Personal information
- Full name: Michał Kieca
- Date of birth: 23 July 1999 (age 26)
- Place of birth: Katowice, Poland
- Height: 1.65 m (5 ft 5 in)
- Position: Midfielder

Team information
- Current team: Przemsza Siewierz
- Number: 28

Youth career
- 2007–2009: Zagłębie Sosnowiec
- 2009–2012: APN Czeladź
- 2012–2015: Ruch Chorzów
- 2015–2018: Zagłębie Sosnowiec

Senior career*
- Years: Team / Apps / (Gls)
- 2017–2021: Zagłębie Sosnowiec / 8 / (0)
- 2018: → Piast Żmigród (loan) / 16 / (2)
- 2018–2019: → Skra Częstochowa (loan) / 33 / (4)
- 2020: → Skra Częstochowa (loan) / 13 / (0)
- 2021: Bytovia Bytów / 16 / (0)
- 2021–2022: Piast Żmigród / 33 / (0)
- 2022: Przemsza Siewierz / 11 / (1)
- 2024–: Przemsza Siewierz / 15 / (2)

= Michał Kieca =

Polish footballer (born 1999)

Michał Kieca (born 23 July 1999) is a Polish professional footballer who plays as a midfielder for IV liga Silesia club Przemsza Siewierz.

==Club career==
===Zagłębie Sosnowiec===
Kieca started playing at Zagłębie Sosnowiec as a youth, and later left to play for APN Czeladź and Ruch Chorzów, before returning to Zagłębie in 2015. In 2016, 17-year old Kieca scored 20 goals in 25 games for Zagłębie's U19s. He was promoted to the first team squad in the summer 2017 and also scored in a pre-season friendly against ŁKS Łódź in that summer.

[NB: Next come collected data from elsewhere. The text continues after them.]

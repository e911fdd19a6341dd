//! sw_activate tool implementation.

use rmcp::{ErrorData as McpError, model::CallToolResult};
use swcache_client::CacheController;

use crate::tools::json_result;

/// Implementation of the sw_activate tool.
///
/// Fails with a waiting error while an older generation still has open
/// sessions and skip-waiting was not requested.
pub async fn activate_impl(controller: &CacheController) -> Result<CallToolResult, McpError> {
    let report = controller.activate().await?;
    json_result(&report)
}
//! HTTP fetch pipeline used by the policy executors.
//!
//! ### URL Canonicalization
//! - Trim whitespace, require an http(s) scheme
//! - Lowercase host, remove fragments
//! - Preserve query string
//! - Root-relative manifest entries resolve against the site origin
//!
//! ### Limits
//! - Request timeout: configurable (default 20s), no custom timer on top
//! - Max redirects: 5
//! - Max body bytes: 5MB (configurable)
//!
//! Unlike a plain download helper, a non-2xx status is *not* an error here:
//! the response still goes back to the page, the executors simply refuse to
//! store it.

pub mod url;

use async_trait::async_trait;
use bytes::Bytes;
use reqwest::Url;
use reqwest::{Client, StatusCode, header};
use std::time::{Duration, Instant};

pub use url::{UrlError, canonicalize, resolve};

use swcache_core::{AppConfig, CachedResponse, Error};

use crate::request::{InterceptedRequest, RequestMode};

/// Configuration for the fetch client.
#[derive(Debug, Clone)]
pub struct FetchConfig {
    /// User agent string (default: "swcache/0.1")
    pub user_agent: String,

    /// Maximum response body size in bytes (default: 5MB)
    pub max_bytes: usize,

    /// Request timeout (default: 20s)
    pub timeout: Duration,

    /// Maximum number of redirects to follow (default: 5)
    pub max_redirects: usize,

    /// Site origin, used to tell same-origin from cross-origin responses.
    pub origin: Url,
}

impl Default for FetchConfig {
    fn default() -> Self {
        Self {
            user_agent: "swcache/0.1".to_string(),
            max_bytes: 5 * 1024 * 1024,
            timeout: Duration::from_millis(20000),
            max_redirects: 5,
            origin: Url::parse("http://localhost:8080").expect("static origin parses"),
        }
    }
}

impl FetchConfig {
    pub fn from_app_config(config: &AppConfig) -> Result<Self, Error> {
        let origin = canonicalize(&config.origin).map_err(|e| Error::InvalidUrl(e.to_string()))?;
        Ok(Self {
            user_agent: config.user_agent.clone(),
            max_bytes: config.max_bytes,
            timeout: config.timeout(),
            origin,
            ..Default::default()
        })
    }
}

/// How much of a response the page is allowed to see.
#[derive(Debug, Clone, Copy, PartialEq, Eq)]
pub enum ResponseKind {
    /// Same-origin response.
    Basic,
    /// Cross-origin response fetched in CORS mode.
    Cors,
    /// Cross-origin `no-cors` response; never stored.
    Opaque,
}

/// Response from a fetch operation.
#[derive(Debug, Clone)]
pub struct FetchResponse {
    /// The URL requested; entries are stored under it even after redirects
    pub url: Url,
    /// HTTP status code
    pub status: StatusCode,
    /// Response body bytes
    pub bytes: Bytes,
    /// Response headers
    pub headers: header::HeaderMap,
    pub kind: ResponseKind,
}

impl FetchResponse {
    pub fn is_ok(&self) -> bool {
        self.status.is_success()
    }

    /// Only successful, non-opaque responses may be written to a store.
    pub fn is_cacheable(&self) -> bool {
        self.is_ok() && self.kind != ResponseKind::Opaque
    }

    /// Header pairs with valid UTF-8 values, in wire order.
    pub fn header_pairs(&self) -> Vec<(String, String)> {
        self.headers
            .iter()
            .filter_map(|(name, value)| value.to_str().ok().map(|v| (name.as_str().to_string(), v.to_string())))
            .collect()
    }

    /// Snapshot this response for storage under the requested URL.
    pub fn to_cached(&self, method: &str) -> CachedResponse {
        CachedResponse::new(method, self.url.as_str(), self.status.as_u16(), self.header_pairs(), self.bytes.to_vec())
    }
}

/// The network capability.
#[async_trait]
pub trait Fetcher: Send + Sync {
    /// Send the request. `Err` means no response arrived at all.
    async fn fetch(&self, request: &InterceptedRequest) -> Result<FetchResponse, Error>;
}

/// HTTP fetch client backed by reqwest.
pub struct FetchClient {
    http: Client,
    config: FetchConfig,
}

impl FetchClient {
    /// Create a new fetch client with the given configuration.
    pub fn new(config: FetchConfig) -> Result<Self, Error> {
        let http = Client::builder()
            .user_agent(&config.user_agent)
            .timeout(config.timeout)
            .redirect(reqwest::redirect::Policy::limited(config.max_redirects))
            .use_rustls_tls()
            .gzip(true)
            .brotli(true)
            .deflate(true)
            .build()
            .map_err(|e| Error::Network(format!("failed to build HTTP client: {}", e)))?;

        Ok(Self { http, config })
    }

    fn kind_for(&self, request: &InterceptedRequest) -> ResponseKind {
        if request.url.origin() == self.config.origin.origin() {
            ResponseKind::Basic
        } else if request.mode == RequestMode::NoCors {
            ResponseKind::Opaque
        } else {
            ResponseKind::Cors
        }
    }
}

fn network_error(url: &Url, err: reqwest::Error) -> Error {
    if err.is_timeout() {
        Error::FetchTimeout(format!("{url}: {err}"))
    } else {
        Error::Network(format!("{url}: {err}"))
    }
}

#[async_trait]
impl Fetcher for FetchClient {
    async fn fetch(&self, request: &InterceptedRequest) -> Result<FetchResponse, Error> {
        let start = Instant::now();
        let url = request.url.clone();

        let response = self
            .http
            .request(request.method.clone(), url.as_str())
            .send()
            .await
            .map_err(|e| network_error(&url, e))?;

        let status = response.status();

        if let Some(len) = response.content_length()
            && len as usize > self.config.max_bytes
        {
            return Err(Error::FetchTooLarge(format!(
                "{} bytes exceeds {}",
                len, self.config.max_bytes
            )));
        }

        let final_url = response.url().clone();
        let headers = response.headers().clone();

        let bytes = response.bytes().await.map_err(|e| network_error(&url, e))?;

        if bytes.len() > self.config.max_bytes {
            return Err(Error::FetchTooLarge(format!(
                "{} bytes exceeds {}",
                bytes.len(),
                self.config.max_bytes
            )));
        }

        let fetch_ms = start.elapsed().as_millis() as u64;

        tracing::debug!(
            "fetched {} {} -> {} ({}) in {}ms ({} bytes)",
            request.method,
            url,
            final_url,
            status.as_u16(),
            fetch_ms,
            bytes.len()
        );

        Ok(FetchResponse { url, status, bytes, headers, kind: self.kind_for(request) })
    }
}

On 2 August 2017, he signed a deal until the end of 2020. However, he was loaned out to III liga club Piast Żmigród in March 2018 for the rest of the season, to gain more experience. Kieca played 16 games and scored two goals for the club. Returning from loan in the summer 2018, he was immediately loaned out to II liga club Skra Częstochowa for the 2018–19 season.

After returning from loan, Kieca got his official debut on 26 September 2019 against ŁKS Łódź. He signed a new deal with the club until 30 June 2022 on the same day.

At the end of 2019, Kieca was one out of six players that was on Zagłębie's transfer list, after playing only 16 minutes in the league and 90 minutes in the cup in the 2019–20 season. However, he ended up re-joining Skra Częstochowa on loan in January 2020 for the rest of the season.

In the first 10 league games of the 2020–21 season, Kieca was used six times as a substitute.

===Bytovia Bytów===
On 28 January 2021, Kieca joined II liga club Bytovia Bytów on a deal for the rest of the season. Kieca left the club again at the end of the season, where his contract expired.

===Later career===
On 26 July 2021, Kieca returned to his former club, Piast Żmigród. He got his debut on 7 August 2021 against Odra Wodzisław. In August 2022, Kieca joined Polish amateur side Przemsza Siewierz.